***** Available data *****

//! Map markers for the session map panel.

use serde::Serialize;

use crate::record::{ParkingRecord, finite_or_zero};
use crate::summary::{LONG_THRESHOLD_SECS, SHORT_LIMIT_SECS};

/// Default map centre (latitude, longitude) and zoom.
pub const DEFAULT_CENTER: (f64, f64) = (-31.9321, 115.9523);
pub const DEFAULT_ZOOM: u8 = 19;

#[derive(Debug, Clone, Copy, PartialEq, Eq, Serialize)]
#[serde(rename_all = "lowercase")]
pub enum MarkerColor {
    Red,
    Orange,
    Green,
}

impl MarkerColor {
    /// Red above a day, orange above an hour, green otherwise. Both bounds are
    /// strict, so exactly 3600s is green and exactly 86400s is orange.
    /// Non-finite durations count as 0.
    pub fn for_duration(seconds: f64) -> Self {
        match finite_or_zero(seconds) {
            s if s > LONG_THRESHOLD_SECS => Self::Red,
            s if s > SHORT_LIMIT_SECS => Self::Orange,
            _ => Self::Green,
        }
    }
}

/// One point on the map. Coordinates are passed through untouched, NaN included.
#[derive(Debug, Clone, PartialEq, Serialize)]
pub struct MapMarker {
    pub latitude: f64,
    pub longitude: f64,
    pub color: MarkerColor,
    pub bay_id: String,
    pub license_plate: Option<String>,
    pub duration_seconds: f64,
}

impl From<&ParkingRecord> for MapMarker {
    fn from(r: &ParkingRecord) -> Self {
        MapMarker {
            latitude: r.latitude,
            longitude: r.longitude,
            color: MarkerColor::for_duration(r.duration_seconds),
            bay_id: r.bay_id.clone(),
            license_plate: r.license_plate.clone(),
            duration_seconds: r.duration_seconds,
        }
    }
}

pub fn markers(records: &[ParkingRecord]) -> Vec<MapMarker> {
    records.iter().map(MapMarker::from).collect()
}

#[cfg(test)]
mod tests {
    use super::*;
    use crate::record::record;

    #[test]
    fn test_marker_color_thresholds() {
        assert_eq!(MarkerColor::for_duration(0.0), MarkerColor::Green);
        assert_eq!(MarkerColor::for_duration(3600.0), MarkerColor::Green);
        assert_eq!(MarkerColor::for_duration(3601.0), MarkerColor::Orange);
        assert_eq!(MarkerColor::for_duration(86400.0), MarkerColor::Orange);
        assert_eq!(MarkerColor::for_duration(86401.0), MarkerColor::Red);
        assert_eq!(MarkerColor::for_duration(f64::NAN), MarkerColor::Green);
        assert_eq!(MarkerColor::for_duration(f64::INFINITY), MarkerColor::Green);
        assert_eq!(MarkerColor::for_duration(f64::NEG_INFINITY), MarkerColor::Green);
    }

    #[test]
    fn test_markers_pass_nan_coordinates_through() {
        let mut r = record("B1", Some("ABC"), None, 90000.0);
        r.latitude = f64::NAN;

        let m = markers(&[r]);
        assert_eq!(m.len(), 1);
        assert!(m[0].latitude.is_nan());
        assert_eq!(m[0].color, MarkerColor::Red);
        assert_eq!(m[0].bay_id, "B1");
    }

    #[test]
    fn test_color_serializes_lowercase() {
        assert_eq!(serde_json::to_string(&MarkerColor::Orange).unwrap(), "\"orange\"");
    }
}
//! Derived dashboard statistics.
//!
//! [`aggregate`] turns the loaded records into every view the dashboard
//! charts: totals, average duration, invalid plate count, sessions per day,
//! arrivals per hour, duration buckets and bay usage ranking. It is a pure
//! function of its input and the pinned display offset.

use std::collections::{BTreeMap, HashMap};

use chrono::{FixedOffset, Offset, Utc};
use serde::Serialize;

use crate::record::{ParkingRecord, finite_or_zero};

pub const SHORT_LIMIT_SECS: f64 = 3600.0;
pub const LONG_THRESHOLD_SECS: f64 = 86400.0;

/// Session length class. Bounds are half-open: `[0, 3600)`, `[3600, 86400)`,
/// `[86400, ∞)`.
#[derive(Debug, Clone, Copy, PartialEq, Eq)]
pub enum DurationBucket {
    Short,
    Medium,
    Long,
}

impl DurationBucket {
    pub const ALL: [DurationBucket; 3] = [Self::Short, Self::Medium, Self::Long];

    /// Classifies a duration in seconds. Non-finite values count as 0 and land
    /// in `Short`, as do negative values.
    pub fn classify(seconds: f64) -> Self {
        match finite_or_zero(seconds) {
            s if s < SHORT_LIMIT_SECS => Self::Short,
            s if s < LONG_THRESHOLD_SECS => Self::Medium,
            _ => Self::Long,
        }
    }

    pub fn label(self) -> &'static str {
        match self {
            Self::Short => "Short (<1h)",
            Self::Medium => "Medium (1h–24h)",
            Self::Long => "Long (>24h)",
        }
    }
}

#[derive(Debug, Clone, PartialEq, Eq, Serialize)]
pub struct DayCount {
    pub day: String,
    pub count: usize,
}

#[derive(Debug, Clone, PartialEq, Eq, Serialize)]
pub struct HourCount {
    pub hour: u32,
    pub count: usize,
}

#[derive(Debug, Clone, PartialEq, Eq, Serialize)]
pub struct DurationSlice {
    pub name: String,
    pub value: usize,
}

#[derive(Debug, Clone, PartialEq, Eq, Serialize)]
pub struct BayCount {
    pub bay_id: String,
    pub count: usize,
}

/// Everything the chart panels need, computed in one go from the records.
#[derive(Debug, Clone, PartialEq, Eq, Serialize)]
pub struct SummaryView {
    pub total: usize,
    /// Mean duration in whole seconds, halves rounded up.
    pub avg: i64,
    pub invalid: usize,
    pub daily: Vec<DayCount>,
    pub hourly: Vec<HourCount>,
    #[serde(rename = "durationBreakdown")]
    pub duration_breakdown: Vec<DurationSlice>,
    #[serde(rename = "bayUsage")]
    pub bay_usage: Vec<BayCount>,
}

impl SummaryView {
    /// Count held by `bucket` in the duration breakdown.
    pub fn bucket_count(&self, bucket: DurationBucket) -> usize {
        self.duration_breakdown
            .iter()
            .find(|s| s.name == bucket.label())
            .map_or(0, |s| s.value)
    }
}

/// Aggregates with hours read in UTC.
pub fn aggregate(records: &[ParkingRecord]) -> Option<SummaryView> {
    aggregate_in(records, Utc.fix())
}

/// Aggregates with hours read in the `zone` display offset. Returns `None` for
/// an empty slice.
pub fn aggregate_in(records: &[ParkingRecord], zone: FixedOffset) -> Option<SummaryView> {
    if records.is_empty() {
        return None;
    }

    let durations: Vec<f64> = records.iter().map(ParkingRecord::duration_or_zero).collect();
    let avg = round_half_up(mean(&durations));
    let invalid = records.iter().filter(|r| r.has_invalid_plate()).count();

    Some(SummaryView {
        total: records.len(),
        avg,
        invalid,
        daily: daily_counts(records),
        hourly: hourly_counts(records, zone),
        duration_breakdown: duration_breakdown(&durations),
        bay_usage: bay_usage(records),
    })
}

fn daily_counts(records: &[ParkingRecord]) -> Vec<DayCount> {
    let mut by_day: BTreeMap<&str, usize> = BTreeMap::new();
    for r in records {
        *by_day.entry(r.arrival_day()).or_default() += 1;
    }

    by_day
        .into_iter()
        .map(|(day, count)| DayCount {
            day: day.to_string(),
            count,
        })
        .collect()
}

fn hourly_counts(records: &[ParkingRecord], zone: FixedOffset) -> Vec<HourCount> {
    let mut by_hour = [0usize; 24];
    for hour in records.iter().filter_map(|r| r.arrival_hour(zone)) {
        by_hour[hour as usize] += 1;
    }

    (0u32..)
        .zip(by_hour)
        .map(|(hour, count)| HourCount { hour, count })
        .collect()
}

fn duration_breakdown(durations: &[f64]) -> Vec<DurationSlice> {
    let mut counts = [0usize; 3];
    for d in durations {
        counts[DurationBucket::classify(*d) as usize] += 1;
    }

    DurationBucket::ALL
        .iter()
        .zip(counts)
        .map(|(bucket, value)| DurationSlice {
            name: bucket.label().to_string(),
            value,
        })
        .collect()
}

/// Sessions per bay, busiest first. Ties keep first-appearance order.
fn bay_usage(records: &[ParkingRecord]) -> Vec<BayCount> {
    let mut usage: Vec<BayCount> = Vec::new();
    let mut index: HashMap<&str, usize> = HashMap::new();

    for r in records {
        match index.get(r.bay_id.as_str()) {
            Some(&i) => usage[i].count += 1,
            None => {
                index.insert(&r.bay_id, usage.len());
                usage.push(BayCount {
                    bay_id: r.bay_id.clone(),
                    count: 1,
                });
            }
        }
    }

    // sort_by is stable
    usage.sort_by(|a, b| b.count.cmp(&a.count));
    usage
}

/// Computes the arithmetic mean of a slice of values. Returns 0.0 for empty input.
pub fn mean(values: &[f64]) -> f64 {
    if values.is_empty() {
        return 0.0;
    }
    values.iter().sum::<f64>() / values.len() as f64
}

/// Rounds to the nearest integer with halves going toward positive infinity.
pub fn round_half_up(value: f64) -> i64 {
    (value + 0.5).floor() as i64
}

*****

## Action item
The lines that contain the word "Option" are wanted; copy each of them from the records.

## Written reply
    pub license_plate: Option<String>,
pub fn aggregate(records: &[ParkingRecord]) -> Option<SummaryView> {
pub fn aggregate_in(records: &[ParkingRecord], zone: FixedOffset) -> Option<SummaryView> {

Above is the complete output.